Our search showed no objective criteria and clear indications for bracing and no consensus concerning the prescription of braces, daily wearing time, and duration of the intervention for patients with adult scoliosis.

The authors proposed prescription of a brace be based on more objective radiological criteria and severity of low back pain. Brace prescription should depend on the flexibility of the curve and can range from accommodative to rigid braces of corrective design. “Corrective” brace has to be worn at least 14 hours daily for six months or until the low back pain subsides to the extent that permits daily activities with minimal discomfort. “Accommodative” brace can be worn when required.

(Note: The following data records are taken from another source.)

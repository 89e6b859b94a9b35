//! Prometheus metrics for core components.
//!
//! This module provides metrics for:
//! - Order sync (outcomes, durations, composed line items)
//! - Contact resolution and status transitions
//! - The remote CRM API

use once_cell::sync::Lazy;
use prometheus::{Histogram, HistogramOpts, HistogramVec, IntCounter, IntCounterVec, Opts};

// =============================================================================
// Order Sync Metrics
// =============================================================================

/// Order sync runs by trigger and outcome.
pub static ORDER_SYNCS: Lazy<IntCounterVec> = Lazy::new(|| {
    IntCounterVec::new(
        Opts::new("crmsync_order_syncs_total", "Total order sync runs"),
        &["trigger", "outcome"], // outcome: "synced", "skipped", "empty", "failed"
    )
    .unwrap()
});

/// Order sync duration in seconds.
pub static ORDER_SYNC_DURATION: Lazy<HistogramVec> = Lazy::new(|| {
    HistogramVec::new(
        HistogramOpts::new(
            "crmsync_order_sync_duration_seconds",
            "Duration of an order sync run",
        )
        .buckets(vec![0.05, 0.1, 0.25, 0.5, 1.0, 2.5, 5.0, 10.0, 30.0]),
        &["trigger"],
    )
    .unwrap()
});

/// Line items per submitted contribution.
pub static LINE_ITEMS_COMPOSED: Lazy<Histogram> = Lazy::new(|| {
    Histogram::with_opts(
        HistogramOpts::new(
            "crmsync_line_items_composed",
            "Number of line items per submitted contribution",
        )
        .buckets(vec![0.0, 1.0, 2.0, 3.0, 5.0, 10.0, 25.0]),
    )
    .unwrap()
});

/// Order items dropped during composition.
pub static LINE_ITEMS_SKIPPED: Lazy<IntCounterVec> = Lazy::new(|| {
    IntCounterVec::new(
        Opts::new(
            "crmsync_line_items_skipped_total",
            "Order items dropped during composition",
        ),
        &["stage"],
    )
    .unwrap()
});

/// Contributions created.
pub static CONTRIBUTIONS_CREATED: Lazy<IntCounter> = Lazy::new(|| {
    IntCounter::new(
        "crmsync_contributions_created_total",
        "Total contributions created",
    )
    .unwrap()
});

// =============================================================================
// Contact Metrics
// =============================================================================

/// Contact resolutions by how the contact was found.
pub static CONTACT_RESOLUTIONS: Lazy<IntCounterVec> = Lazy::new(|| {
    IntCounterVec::new(
        Opts::new(
            "crmsync_contact_resolutions_total",
            "Total contact resolutions",
        ),
        &["source"], // "linked", "user", "dedupe", "created", "failed"
    )
    .unwrap()
});

// =============================================================================
// Status Metrics
// =============================================================================

/// Status transitions applied to contributions.
pub static STATUS_TRANSITIONS: Lazy<IntCounterVec> = Lazy::new(|| {
    IntCounterVec::new(
        Opts::new(
            "crmsync_status_transitions_total",
            "Contribution status transitions",
        ),
        &["result"], // "payment", "updated", "noop", "not_linked", "failed"
    )
    .unwrap()
});

// =============================================================================
// CRM API Metrics
// =============================================================================

/// CRM call duration by operation.
pub static CRM_CALL_DURATION: Lazy<HistogramVec> = Lazy::new(|| {
    HistogramVec::new(
        HistogramOpts::new(
            "crmsync_crm_call_duration_seconds",
            "Duration of CRM API calls",
        )
        .buckets(vec![0.05, 0.1, 0.25, 0.5, 1.0, 2.5, 5.0, 10.0, 30.0]),
        &["operation"],
    )
    .unwrap()
});

/// CRM calls by operation and status.
pub static CRM_CALLS: Lazy<IntCounterVec> = Lazy::new(|| {
    IntCounterVec::new(
        Opts::new("crmsync_crm_calls_total", "Total CRM API calls"),
        &["operation", "status"], // status: "success", "error"
    )
    .unwrap()
});

// =============================================================================
// Helper functions
// =============================================================================

/// Get all core metrics for registration in a registry.
pub fn all_metrics() -> Vec<Box<dyn prometheus::core::Collector>> {
    vec![
        // Order sync
        Box::new(ORDER_SYNCS.clone()),
        Box::new(ORDER_SYNC_DURATION.clone()),
        Box::new(LINE_ITEMS_COMPOSED.clone()),
        Box::new(LINE_ITEMS_SKIPPED.clone()),
        Box::new(CONTRIBUTIONS_CREATED.clone()),
        // Contacts
        Box::new(CONTACT_RESOLUTIONS.clone()),
        // Status
        Box::new(STATUS_TRANSITIONS.clone()),
        // CRM API
        Box::new(CRM_CALL_DURATION.clone()),
        Box::new(CRM_CALLS.clone()),
    ]
}
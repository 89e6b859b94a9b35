//! Order status transitions and their effect on Contributions.

mod mapping;
mod once;
mod synchronizer;

pub use mapping::{contribution_status_for, is_noop_transition};
pub use once::{OnceToken, SyncTrigger};
pub use synchronizer::{StatusSyncOutcome, StatusSynchronizer};
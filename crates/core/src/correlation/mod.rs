//! Order-scoped persistence of resolved CRM identifiers.

mod sqlite_store;
mod store;
mod types;

pub use sqlite_store::SqliteCorrelationStore;
pub use store::{CorrelationError, CorrelationStore};
pub use types::{CorrelationField, CorrelationMeta};
//! Correlation store trait and errors.

use std::fmt;

use super::{CorrelationField, CorrelationMeta};

/// Error type for correlation store operations.
#[derive(Debug)]
pub enum CorrelationError {
    /// A numeric field holds something that is not an id.
    Corrupt {
        order_id: u64,
        field: CorrelationField,
        value: String,
    },
    /// Database error.
    Database(String),
}

impl fmt::Display for CorrelationError {
    fn fmt(&self, f: &mut fmt::Formatter<'_>) -> fmt::Result {
        match self {
            CorrelationError::Corrupt {
                order_id,
                field,
                value,
            } => write!(
                f,
                "Corrupt {} for order {}: {:?} is not an id",
                field, order_id, value
            ),
            CorrelationError::Database(msg) => write!(f, "Database error: {}", msg),
        }
    }
}

impl std::error::Error for CorrelationError {}

/// Order-scoped key/value persistence of resolved CRM identifiers.
///
/// Creation flows write through [`set_if_absent`](Self::set_if_absent), which
/// never replaces a stored value. Only the explicit update flows call
/// [`update`](Self::update).
pub trait CorrelationStore: Send + Sync {
    /// Everything stored for the Order. Missing Orders yield an empty meta.
    fn get(&self, order_id: u64) -> Result<CorrelationMeta, CorrelationError>;

    /// Store the value unless the field is already set. Returns whether it was written.
    fn set_if_absent(
        &self,
        order_id: u64,
        field: CorrelationField,
        value: &str,
    ) -> Result<bool, CorrelationError>;

    /// Store the value, replacing any previous one.
    fn update(
        &self,
        order_id: u64,
        field: CorrelationField,
        value: &str,
    ) -> Result<(), CorrelationError>;

    /// Remove a field. Returns whether anything was removed.
    fn clear(&self, order_id: u64, field: CorrelationField) -> Result<bool, CorrelationError>;
}
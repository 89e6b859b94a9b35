use serde::{Deserialize, Serialize};

use crate::crm::{Contact, Contribution, ContributionStatus, Payment};
use crate::order::Order;

/// Notifications emitted for downstream listeners.
#[derive(Debug, Clone, Serialize, Deserialize)]
#[serde(tag = "type", rename_all = "snake_case")]
pub enum SyncEvent {
    ContactCreated {
        contact: Contact,
        order: Order,
    },
    /// An existing Contact was linked to the Order and its sub-types were extended.
    ContactUpdated {
        contact: Contact,
        order: Order,
    },
    ContributionCreated {
        contribution: Contribution,
        order: Order,
    },
    ContributionStatusUpdated {
        contribution: Contribution,
        order: Order,
        status: ContributionStatus,
    },
    PaymentRecorded {
        payment: Payment,
        order: Order,
    },
}

impl SyncEvent {
    pub fn event_type(&self) -> &'static str {
        match self {
            SyncEvent::ContactCreated { .. } => "contact_created",
            SyncEvent::ContactUpdated { .. } => "contact_updated",
            SyncEvent::ContributionCreated { .. } => "contribution_created",
            SyncEvent::ContributionStatusUpdated { .. } => "contribution_status_updated",
            SyncEvent::PaymentRecorded { .. } => "payment_recorded",
        }
    }

    pub fn order(&self) -> &Order {
        match self {
            SyncEvent::ContactCreated { order, .. }
            | SyncEvent::ContactUpdated { order, .. }
            | SyncEvent::ContributionCreated { order, .. }
            | SyncEvent::ContributionStatusUpdated { order, .. }
            | SyncEvent::PaymentRecorded { order, .. } => order,
        }
    }
}
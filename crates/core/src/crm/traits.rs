//! Remote CRM operation surface.

use async_trait::async_trait;

use super::error::CrmError;
use super::types::{
    Contact, ContactId, ContactParams, Contribution, ContributionId, DedupeQuery, DedupeRule,
    FinancialType, OrderCreateParams, Payment, PaymentParams, PriceFieldValue,
};

/// The CRM operations the sync pipeline consumes.
///
/// Every call is a blocking unit from the pipeline's point of view: callers
/// await each one before moving on, and nothing is retried automatically.
#[async_trait]
pub trait CrmClient: Send + Sync {
    /// Name of this client implementation.
    fn name(&self) -> &str;

    async fn get_contact(&self, id: ContactId) -> Result<Option<Contact>, CrmError>;

    /// Contact linked to a commerce user account, if any.
    async fn find_contact_for_user(&self, user_id: u64) -> Result<Option<ContactId>, CrmError>;

    /// Existing contacts matching the query, best match first.
    async fn find_duplicate_contacts(
        &self,
        query: &DedupeQuery,
    ) -> Result<Vec<ContactId>, CrmError>;

    async fn create_contact(&self, params: &ContactParams) -> Result<Contact, CrmError>;

    async fn update_contact(
        &self,
        id: ContactId,
        params: &ContactParams,
    ) -> Result<Contact, CrmError>;

    /// Dedupe rule groups configured for a contact type.
    async fn dedupe_rules(&self, contact_type: &str) -> Result<Vec<DedupeRule>, CrmError>;

    /// Active financial types.
    async fn financial_types(&self) -> Result<Vec<FinancialType>, CrmError>;

    async fn price_field_value(&self, id: u64) -> Result<Option<PriceFieldValue>, CrmError>;

    /// The price field value of the default contribution price set.
    async fn default_price_field_value(&self) -> Result<Option<PriceFieldValue>, CrmError>;

    /// Create a contribution with its line items and sub-entities in one transaction.
    async fn create_order(&self, params: &OrderCreateParams) -> Result<Contribution, CrmError>;

    async fn create_payment(&self, params: &PaymentParams) -> Result<Payment, CrmError>;

    async fn get_contribution(&self, id: ContributionId)
        -> Result<Option<Contribution>, CrmError>;

    async fn update_contribution(
        &self,
        contribution: &Contribution,
    ) -> Result<Contribution, CrmError>;
}
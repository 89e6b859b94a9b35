use std::collections::HashSet;
use std::fmt;

/// What started a sync run.
#[derive(Debug, Clone, Copy, PartialEq, Eq, Hash)]
pub enum SyncTrigger {
    OrderCreated,
    StatusChanged,
    CampaignChanged,
    SourceChanged,
}

impl SyncTrigger {
    pub fn as_str(&self) -> &'static str {
        match self {
            SyncTrigger::OrderCreated => "order_created",
            SyncTrigger::StatusChanged => "status_changed",
            SyncTrigger::CampaignChanged => "campaign_changed",
            SyncTrigger::SourceChanged => "source_changed",
        }
    }
}

impl fmt::Display for SyncTrigger {
    fn fmt(&self, f: &mut fmt::Formatter<'_>) -> fmt::Result {
        f.write_str(self.as_str())
    }
}

/// Request-scoped guard that lets each (Order, trigger) pair run once.
///
/// Create one per incoming event and pass it down the call chain; a
/// duplicate signal within the same request then becomes a no-op.
#[derive(Debug, Default)]
pub struct OnceToken {
    fired: HashSet<(u64, SyncTrigger)>,
}

impl OnceToken {
    pub fn new() -> Self {
        Self::default()
    }

    /// Claim the pair. Returns false if it was already claimed.
    pub fn claim(&mut self, order_id: u64, trigger: SyncTrigger) -> bool {
        self.fired.insert((order_id, trigger))
    }

    pub fn has_fired(&self, order_id: u64, trigger: SyncTrigger) -> bool {
        self.fired.contains(&(order_id, trigger))
    }
}
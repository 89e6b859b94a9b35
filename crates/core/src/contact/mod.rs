//! Contact resolution for Orders.

mod resolver;

pub use resolver::{ContactResolution, ContactResolver, ResolvedContact, UNKNOWN_DISPLAY_NAME};
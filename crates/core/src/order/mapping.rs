//! Product → CRM entity mapping as configured per product.

use serde::{Deserialize, Serialize};
use std::fmt;

/// What a product turns into on the CRM side.
#[derive(Debug, Clone, Copy, Default, PartialEq, Eq, Hash, Serialize, Deserialize)]
#[serde(rename_all = "kebab-case")]
pub enum EntityType {
    Contribution,
    Membership,
    Participant,
    /// Configuration lives on the variation, not the parent product.
    CustomVariant,
    /// Never synced.
    Exclude,
    #[default]
    Unset,
}

impl EntityType {
    /// Whether a line item of this type ends up in a contribution.
    pub fn is_syncable(&self) -> bool {
        matches!(
            self,
            EntityType::Contribution | EntityType::Membership | EntityType::Participant
        )
    }

    pub fn as_str(&self) -> &'static str {
        match self {
            EntityType::Contribution => "contribution",
            EntityType::Membership => "membership",
            EntityType::Participant => "participant",
            EntityType::CustomVariant => "custom-variant",
            EntityType::Exclude => "exclude",
            EntityType::Unset => "unset",
        }
    }
}

impl fmt::Display for EntityType {
    fn fmt(&self, f: &mut fmt::Formatter<'_>) -> fmt::Result {
        f.write_str(self.as_str())
    }
}

/// Where a mapping is stored.
#[derive(Debug, Clone, Copy, PartialEq, Eq, Hash, Serialize, Deserialize)]
#[serde(rename_all = "snake_case")]
pub enum MappingNamespace {
    Product,
    Variation,
}

impl MappingNamespace {
    pub fn as_str(&self) -> &'static str {
        match self {
            MappingNamespace::Product => "product",
            MappingNamespace::Variation => "variation",
        }
    }
}

/// Sync configuration of a single product or variation.
#[derive(Debug, Clone, Default, PartialEq, Eq, Serialize, Deserialize)]
pub struct ProductMapping {
    #[serde(default)]
    pub entity_type: EntityType,
    #[serde(default, skip_serializing_if = "Option::is_none")]
    pub financial_type_id: Option<u64>,
    #[serde(default, skip_serializing_if = "Option::is_none")]
    pub price_field_value_id: Option<u64>,
    #[serde(default, skip_serializing_if = "Option::is_none")]
    pub membership_type_id: Option<u64>,
    #[serde(default, skip_serializing_if = "Option::is_none")]
    pub event_id: Option<u64>,
    #[serde(default, skip_serializing_if = "Option::is_none")]
    pub participant_role_id: Option<u64>,
}

impl ProductMapping {
    pub fn contribution(financial_type_id: u64, price_field_value_id: u64) -> Self {
        Self {
            entity_type: EntityType::Contribution,
            financial_type_id: Some(financial_type_id),
            price_field_value_id: Some(price_field_value_id),
            ..Default::default()
        }
    }

    pub fn membership(
        financial_type_id: u64,
        price_field_value_id: u64,
        membership_type_id: u64,
    ) -> Self {
        Self {
            entity_type: EntityType::Membership,
            financial_type_id: Some(financial_type_id),
            price_field_value_id: Some(price_field_value_id),
            membership_type_id: Some(membership_type_id),
            ..Default::default()
        }
    }

    pub fn participant(
        financial_type_id: u64,
        price_field_value_id: u64,
        event_id: u64,
        participant_role_id: u64,
    ) -> Self {
        Self {
            entity_type: EntityType::Participant,
            financial_type_id: Some(financial_type_id),
            price_field_value_id: Some(price_field_value_id),
            event_id: Some(event_id),
            participant_role_id: Some(participant_role_id),
            ..Default::default()
        }
    }

    pub fn excluded() -> Self {
        Self {
            entity_type: EntityType::Exclude,
            ..Default::default()
        }
    }

    /// Membership data is complete enough to build a membership line.
    pub fn has_membership(&self) -> bool {
        self.membership_type_id.is_some() && self.price_field_value_id.is_some()
    }

    /// Event registration data is complete enough to build a participant line.
    pub fn has_participant(&self) -> bool {
        self.event_id.is_some()
            && self.participant_role_id.is_some()
            && self.price_field_value_id.is_some()
    }
}
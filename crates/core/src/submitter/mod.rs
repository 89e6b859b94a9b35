//! Order submission: the atomic order-create call and its bookkeeping.

mod submit;

pub use submit::{OrderSubmitter, SubmitOutcome};
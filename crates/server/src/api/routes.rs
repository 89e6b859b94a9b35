use axum::{
    middleware,
    routing::{get, post},
    Router,
};
use std::sync::Arc;
use tower_http::trace::TraceLayer;

use super::middleware::{ingress_auth_middleware, metrics_middleware};
use super::{handlers, orders, products};
use crate::state::AppState;

pub fn create_router(state: Arc<AppState>) -> Router {
    // Calls from the commerce host, guarded by the ingress key
    let ingress_routes = Router::new()
        // Order events
        .route("/orders/sync", post(orders::sync_order))
        .route("/orders/status", post(orders::change_status))
        .route("/orders/campaign", post(orders::change_campaign))
        .route("/orders/source", post(orders::change_source))
        .route("/orders/{id}/correlation", get(orders::get_correlation))
        // Product mappings
        .route(
            "/products/{id}/mapping",
            get(products::get_product_mapping)
                .put(products::put_product_mapping)
                .delete(products::delete_product_mapping),
        )
        .route(
            "/variations/{id}/mapping",
            get(products::get_variation_mapping)
                .put(products::put_variation_mapping)
                .delete(products::delete_variation_mapping),
        )
        // CRM lookups
        .route("/cache/invalidate", post(handlers::invalidate_cache))
        .route_layer(middleware::from_fn_with_state(
            state.clone(),
            ingress_auth_middleware,
        ));

    // API routes
    let api_routes = Router::new()
        // Health, config and metrics
        .route("/health", get(handlers::health))
        .route("/config", get(handlers::get_config))
        .route("/metrics", get(handlers::get_metrics))
        .merge(ingress_routes)
        .with_state(state);

    Router::new()
        .nest("/api/v1", api_routes)
        .layer(middleware::from_fn(metrics_middleware))
        .layer(TraceLayer::new_for_http())
}
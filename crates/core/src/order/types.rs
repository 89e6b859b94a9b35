//! Commerce-side order data as delivered by the shop.

use chrono::{DateTime, Utc};
use rust_decimal::Decimal;
use serde::{Deserialize, Serialize};
use std::fmt;
use std::str::FromStr;

/// Order status on the commerce side.
#[derive(Debug, Clone, Copy, PartialEq, Eq, Hash, Serialize, Deserialize)]
#[serde(rename_all = "kebab-case")]
pub enum OrderStatus {
    Pending,
    Processing,
    OnHold,
    Completed,
    Cancelled,
    Refunded,
    Failed,
}

impl OrderStatus {
    pub fn as_str(&self) -> &'static str {
        match self {
            OrderStatus::Pending => "pending",
            OrderStatus::Processing => "processing",
            OrderStatus::OnHold => "on-hold",
            OrderStatus::Completed => "completed",
            OrderStatus::Cancelled => "cancelled",
            OrderStatus::Refunded => "refunded",
            OrderStatus::Failed => "failed",
        }
    }
}

impl fmt::Display for OrderStatus {
    fn fmt(&self, f: &mut fmt::Formatter<'_>) -> fmt::Result {
        f.write_str(self.as_str())
    }
}

impl FromStr for OrderStatus {
    type Err = String;

    fn from_str(s: &str) -> Result<Self, Self::Err> {
        // The shop prefixes statuses with "wc-" in some payloads.
        let status = s.trim().trim_start_matches("wc-");
        match status {
            "pending" => Ok(OrderStatus::Pending),
            "processing" => Ok(OrderStatus::Processing),
            "on-hold" => Ok(OrderStatus::OnHold),
            "completed" => Ok(OrderStatus::Completed),
            "cancelled" => Ok(OrderStatus::Cancelled),
            "refunded" => Ok(OrderStatus::Refunded),
            "failed" => Ok(OrderStatus::Failed),
            other => Err(format!("unknown order status: {}", other)),
        }
    }
}

/// Billing details used for contact matching.
#[derive(Debug, Clone, Default, PartialEq, Serialize, Deserialize)]
pub struct BillingDetails {
    #[serde(default)]
    pub first_name: String,
    #[serde(default)]
    pub last_name: String,
    #[serde(default)]
    pub email: String,
}

/// One purchased line of an order.
#[derive(Debug, Clone, PartialEq, Serialize, Deserialize)]
pub struct OrderItem {
    pub id: u64,
    pub product_id: u64,
    /// Set when the purchased product is a variation of `product_id`.
    #[serde(default, skip_serializing_if = "Option::is_none")]
    pub variation_id: Option<u64>,
    pub name: String,
    pub quantity: u32,
    /// Line total excluding tax.
    pub line_total: Decimal,
    #[serde(default)]
    pub line_tax: Decimal,
    /// Whether the product is taxable.
    #[serde(default)]
    pub taxable: bool,
}

/// A commerce order. Read-only to the sync pipeline.
#[derive(Debug, Clone, PartialEq, Serialize, Deserialize)]
pub struct Order {
    pub id: u64,
    /// Shop-facing order number, when it differs from the id.
    #[serde(default, skip_serializing_if = "Option::is_none")]
    pub number: Option<String>,
    /// Account of the logged-in customer that placed the order.
    #[serde(default, skip_serializing_if = "Option::is_none")]
    pub customer_user_id: Option<u64>,
    #[serde(default)]
    pub billing: BillingDetails,
    #[serde(default)]
    pub items: Vec<OrderItem>,
    #[serde(default)]
    pub shipping_total: Decimal,
    #[serde(default)]
    pub shipping_tax: Decimal,
    pub total: Decimal,
    #[serde(default = "default_currency")]
    pub currency: String,
    #[serde(default)]
    pub payment_method: String,
    pub status: OrderStatus,
    #[serde(default)]
    pub paid: bool,
    #[serde(default, skip_serializing_if = "Option::is_none")]
    pub paid_date: Option<DateTime<Utc>>,
    pub created_date: DateTime<Utc>,
}

fn default_currency() -> String {
    "USD".to_string()
}

impl Order {
    pub fn is_paid(&self) -> bool {
        self.paid
    }

    /// Date the contribution is received: paid date if known, else creation date.
    pub fn receive_date(&self) -> DateTime<Utc> {
        self.paid_date.unwrap_or(self.created_date)
    }

    /// Transaction id shared by the contribution and its payments.
    pub fn trxn_id(&self) -> String {
        format!("Order - {}", self.id)
    }

    pub fn invoice_id(&self) -> String {
        match &self.number {
            Some(number) if !number.is_empty() => number.clone(),
            _ => format!("{}_order", self.id),
        }
    }

    /// Order number for display, falling back to the id.
    pub fn display_number(&self) -> String {
        match &self.number {
            Some(number) if !number.is_empty() => number.clone(),
            _ => self.id.to_string(),
        }
    }

    pub fn is_zero_amount(&self) -> bool {
        self.total.is_zero()
    }
}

Keywords: Adult idiopathic scoliosis, Degenerative lumbar scoliosis, Brace, Orthotic, Spine, Scoliosis.


Adult scoliosis includes adult idiopathic scoliosis (IS) and degenerative lumbar scoliosis (DLS). Idiopathic scoliosis has its onset in childhood and adolescence, while degenerative lumbar scoliosis starts later in life, generally over 50. Thus, the prevalence of adult scoliosis is significantly higher than that of idiopathic scoliosis, particularly with increasing age, as the incidence of DLS increases with age [1, 2]. The reported prevalence of adult scoliosis ranges from 8.85% to 68% [3-5]. Fortunately, over 80% of the DLS patients have a mild curve of 10-20o [2].

Patients generally seek treatment for pain and disabilities rather than deformities [6]. Back pain is generally more common and severe in the thoracolumbar, lumbar, and lumbosacral curves than in the thoracic curve [7]. The thoracolumbar curve is treated surgically as the most common curve [8].

For symptomatic scoliosis patients, many different types of treatment have been studied. Unfortunately, dry needling, manipulation, and chiropractic treatment provide only short-term pain relief [9]. The temporary improvement is understandable, as the treatments address the pain instead of the underlying deranged spinal biomechanics. Adult scoliosis brace, which attempts to stabilize or improve the altered spinal biomechanics, has a better outcome but minimal evidence [9]. A recent systematic literature review concluded that many bracing studies on adult scoliosis patients are biased [10].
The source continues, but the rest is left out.